What is needed: Would you please copy every line from the records that contains the word "only"?

[Start of Attachment]

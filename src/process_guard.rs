//! Process lifecycle management for external tool processes
//!
//! Every filesystem and partition tool (`sfdisk`, `mkfs.*`, `e2fsck`,
//! `resize2fs`, ...) runs in its own process group and is tracked here, so that
//! a tool mutating storage never outlives the process that started it.
//!
//! # Guarantees
//! - Children are spawned as leaders of a new process group
//! - Children receive SIGTERM if the parent dies (`PR_SET_PDEATHSIG`)
//! - All live children are tracked in a registry
//! - On parent exit (Drop, or a signal while no queue runs) the registry sends
//!   SIGTERM to every group, waits out a grace period, then sends SIGKILL
//! - While a queue runs, the first SIGINT/SIGTERM/SIGHUP only cancels the
//!   queue; the running job finishes its writes first. A second signal
//!   terminates tools and exits.

use nix::libc;
use nix::sys::signal::{self, Signal};
use nix::unistd::Pid;
use std::collections::HashSet;
use std::sync::atomic::{AtomicBool, AtomicUsize, Ordering};
use std::sync::{Arc, Mutex, OnceLock};
use std::time::{Duration, Instant};

static CHILD_REGISTRY: OnceLock<Arc<Mutex<ChildRegistry>>> = OnceLock::new();
static SIGNAL_ROUTER: OnceLock<SignalRouter> = OnceLock::new();

/// Registry tracking all spawned tool processes
#[derive(Debug, Default)]
pub struct ChildRegistry {
    pids: HashSet<u32>,
    /// Set once termination started, so signal handler and Drop do not race
    cleanup_initiated: bool,
}

impl ChildRegistry {
    /// Get or create the process-wide child registry
    pub fn global() -> Arc<Mutex<ChildRegistry>> {
        CHILD_REGISTRY
            .get_or_init(|| Arc::new(Mutex::new(ChildRegistry::default())))
            .clone()
    }

    /// Register a new child process
    pub fn register(&mut self, pid: u32) {
        self.pids.insert(pid);
        tracing::debug!("Registered tool process PID {}", pid);
    }

    /// Unregister a child process (called when it exits normally)
    pub fn unregister(&mut self, pid: u32) {
        self.pids.remove(&pid);
        tracing::debug!("Unregistered tool process PID {}", pid);
    }

    /// Number of tracked children
    pub fn count(&self) -> usize {
        self.pids.len()
    }

    /// Terminate all tracked child process groups.
    ///
    /// Sends SIGTERM first, waits up to `grace_period`, then SIGKILL.
    pub fn terminate_all(&mut self, grace_period: Duration) {
        if self.cleanup_initiated {
            tracing::debug!("Cleanup already initiated, skipping");
            return;
        }
        self.cleanup_initiated = true;

        if self.pids.is_empty() {
            tracing::debug!("No tool processes to terminate");
            return;
        }

        tracing::info!("Terminating {} tool process(es)...", self.pids.len());

        let pids_to_kill: Vec<u32> = self.pids.iter().copied().collect();
        for &pid in &pids_to_kill {
            if let Err(e) = kill_group(pid, Signal::SIGTERM) {
                tracing::warn!("Failed to send SIGTERM to process group {}: {}", pid, e);
                if let Err(e2) = send_signal(pid, Signal::SIGTERM) {
                    tracing::warn!("Failed to send SIGTERM to PID {}: {}", pid, e2);
                }
            }
        }

        let start = Instant::now();
        while start.elapsed() < grace_period {
            if pids_to_kill.iter().all(|&pid| !is_process_alive(pid)) {
                tracing::info!("All tool processes terminated gracefully");
                self.pids.clear();
                return;
            }
            std::thread::sleep(Duration::from_millis(100));
        }

        for &pid in &pids_to_kill {
            if is_process_alive(pid) {
                tracing::warn!("Process group {} did not terminate, sending SIGKILL", pid);
                if let Err(e) = kill_group(pid, Signal::SIGKILL) {
                    tracing::error!("Failed to send SIGKILL to process group {}: {}", pid, e);
                    let _ = send_signal(pid, Signal::SIGKILL);
                }
            }
        }

        self.pids.clear();
        tracing::info!("Tool process cleanup complete");
    }
}

fn send_signal(pid: u32, signal: Signal) -> Result<(), nix::Error> {
    signal::kill(Pid::from_raw(pid as i32), signal)
}

/// Send a signal to an entire process group.
///
/// The negative PID addresses the group, so helpers forked by the tool
/// receive the signal as well.
pub fn kill_group(pgid: u32, signal: Signal) -> Result<(), nix::Error> {
    signal::kill(Pid::from_raw(-(pgid as i32)), signal)
}

/// Check if a process is still alive (not dead or zombie)
fn is_process_alive(pid: u32) -> bool {
    if signal::kill(Pid::from_raw(pid as i32), None).is_err() {
        return false;
    }

    // Field 3 of /proc/<pid>/stat is the state; Z and X are not running
    if let Ok(stat) = std::fs::read_to_string(format!("/proc/{}/stat", pid)) {
        let fields: Vec<&str> = stat.split_whitespace().collect();
        if fields.len() > 2 {
            return !matches!(fields[2], "Z" | "X");
        }
    }

    true
}

/// RAII guard that terminates all tool processes on drop.
///
/// The CLI holds one for the lifetime of a queue run.
pub struct ProcessGuard {
    registry: Arc<Mutex<ChildRegistry>>,
}

impl ProcessGuard {
    /// Create a new process guard attached to the global registry
    pub fn new() -> Self {
        Self {
            registry: ChildRegistry::global(),
        }
    }

    /// Get the number of tracked children
    pub fn child_count(&self) -> usize {
        self.registry.lock().map(|r| r.count()).unwrap_or(0)
    }
}

impl Default for ProcessGuard {
    fn default() -> Self {
        Self::new()
    }
}

impl Drop for ProcessGuard {
    fn drop(&mut self) {
        tracing::debug!("ProcessGuard dropped, initiating cleanup");
        if let Ok(mut registry) = self.registry.lock() {
            registry.terminate_all(Duration::from_secs(5));
        }
    }
}

/// What the signal thread does with one received signal
#[derive(Debug, Clone, Copy, PartialEq, Eq)]
pub enum SignalAction {
    /// A queue was asked to stop after its running job
    CancelQueue,
    /// Terminate tool processes and exit
    Exit,
}

/// Routes termination signals to the active queue's cancel flag.
#[derive(Debug, Default)]
pub struct SignalRouter {
    target: Mutex<Option<Arc<AtomicBool>>>,
    received: AtomicUsize,
}

impl SignalRouter {
    /// Process-wide router used by the signal thread
    pub fn global() -> &'static SignalRouter {
        SIGNAL_ROUTER.get_or_init(SignalRouter::default)
    }

    /// Route signals to `cancel` until the returned guard drops.
    pub fn register(&self, cancel: Arc<AtomicBool>) -> CancelRegistration<'_> {
        if let Ok(mut target) = self.target.lock() {
            *target = Some(cancel);
        }
        CancelRegistration { router: self }
    }

    /// Decide what to do with a received signal.
    ///
    /// The first signal during a run only sets the cancel flag; any further
    /// one, or a signal with no run active, asks for exit.
    pub fn route(&self) -> SignalAction {
        let count = self.received.fetch_add(1, Ordering::SeqCst) + 1;
        let target = self.target.lock().ok().and_then(|t| t.clone());
        match target {
            Some(cancel) if count == 1 => {
                cancel.store(true, Ordering::SeqCst);
                SignalAction::CancelQueue
            }
            _ => SignalAction::Exit,
        }
    }

    fn clear(&self) {
        if let Ok(mut target) = self.target.lock() {
            *target = None;
        }
        self.received.store(0, Ordering::SeqCst);
    }
}

/// Keeps a queue's cancel flag registered with a [`SignalRouter`]
pub struct CancelRegistration<'a> {
    router: &'a SignalRouter,
}

impl Drop for CancelRegistration<'_> {
    fn drop(&mut self) {
        self.router.clear();
    }
}

/// Install handlers for SIGINT, SIGTERM and SIGHUP. Call once at program start.
///
/// While a queue is registered with [`SignalRouter::global`], the first signal
/// cancels it between jobs. Otherwise tool processes are terminated and the
/// process exits.
pub fn init_signal_handlers() -> Result<(), std::io::Error> {
    use signal_hook::consts::signal::{SIGHUP, SIGINT, SIGTERM};
    use signal_hook::iterator::Signals;
    use std::thread;

    let mut signals = Signals::new([SIGINT, SIGTERM, SIGHUP])?;

    thread::spawn(move || {
        for sig in signals.forever() {
            let signal_name = match sig {
                SIGINT => "SIGINT",
                SIGTERM => "SIGTERM",
                SIGHUP => "SIGHUP",
                _ => "UNKNOWN",
            };

            match SignalRouter::global().route() {
                SignalAction::CancelQueue => {
                    tracing::warn!(
                        "Received {}, stopping after the running job; send it again to abort",
                        signal_name
                    );
                }
                SignalAction::Exit => {
                    tracing::warn!("Received {}, terminating tool processes", signal_name);
                    if let Ok(mut registry) = ChildRegistry::global().lock() {
                        registry.terminate_all(Duration::from_secs(3));
                    }
                    std::process::exit(128 + sig);
                }
            }
        }
    });

    Ok(())
}

/// Extension trait for `std::process::Command` to set up process groups
pub trait CommandProcessGroup {
    /// Run the command as the leader of its own process group, and have it
    /// receive SIGTERM when the parent dies.
    fn in_new_process_group(&mut self) -> &mut Self;
}

impl CommandProcessGroup for std::process::Command {
    fn in_new_process_group(&mut self) -> &mut Self {
        use std::os::unix::process::CommandExt;
        // SAFETY: the closure only calls async-signal-safe syscalls (setpgid, prctl)
        unsafe {
            self.pre_exec(|| {
                nix::unistd::setpgid(Pid::from_raw(0), Pid::from_raw(0))
                    .map_err(|e| std::io::Error::new(std::io::ErrorKind::Other, e))?;

                if libc::prctl(libc::PR_SET_PDEATHSIG, libc::SIGTERM) == -1 {
                    return Err(std::io::Error::last_os_error());
                }

                Ok(())
            });
        }
        self
    }
}
//! partjob Library
//!
//! Partition-mutation core for system installers: a device/partition model,
//! seven job kinds with rollback-aware moves, a sequential job queue and the
//! boot-loader resolver.

pub mod bootloader;
pub mod cli;
pub mod command_runner;
pub mod config;
pub mod engine;
pub mod error;
pub mod hardware;
pub mod jobs;
pub mod model;
pub mod process_guard;
pub mod queue;
pub mod storage;
pub mod types;

// Re-export main types for convenience
pub use bootloader::{BootLoaderTarget, BootSelection};
pub use config::{RunConfig, ToolTimeouts};
pub use engine::{build_plan, Plan, PlanError, PlanFile};
pub use error::{JobError, PartJobError, ScanError};
pub use hardware::FirmwareMode;
pub use jobs::{Job, JobContext, JobDescription, JobOutcome, PartitionJob};
pub use model::{Device, DeviceModel, Partition, PartitionRef, PartitionTable, TableChange};
pub use process_guard::{ChildRegistry, ProcessGuard};
pub use queue::{JobQueue, JobStatus, QueueEvent, QueueHandle, QueueReport, QueueState};
pub use storage::{MemoryStorage, Storage, SystemStorage};
pub use types::{BootMode, DiskLabel, FileSystem, PartitionFlag, PartitionRole, TableKind};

[End of Attachment]

Response to the exercise:
//! - While a queue runs, the first SIGINT/SIGTERM/SIGHUP only cancels the
    /// The first signal during a run only sets the cancel flag; any further
        // SAFETY: the closure only calls async-signal-safe syscalls (setpgid, prctl)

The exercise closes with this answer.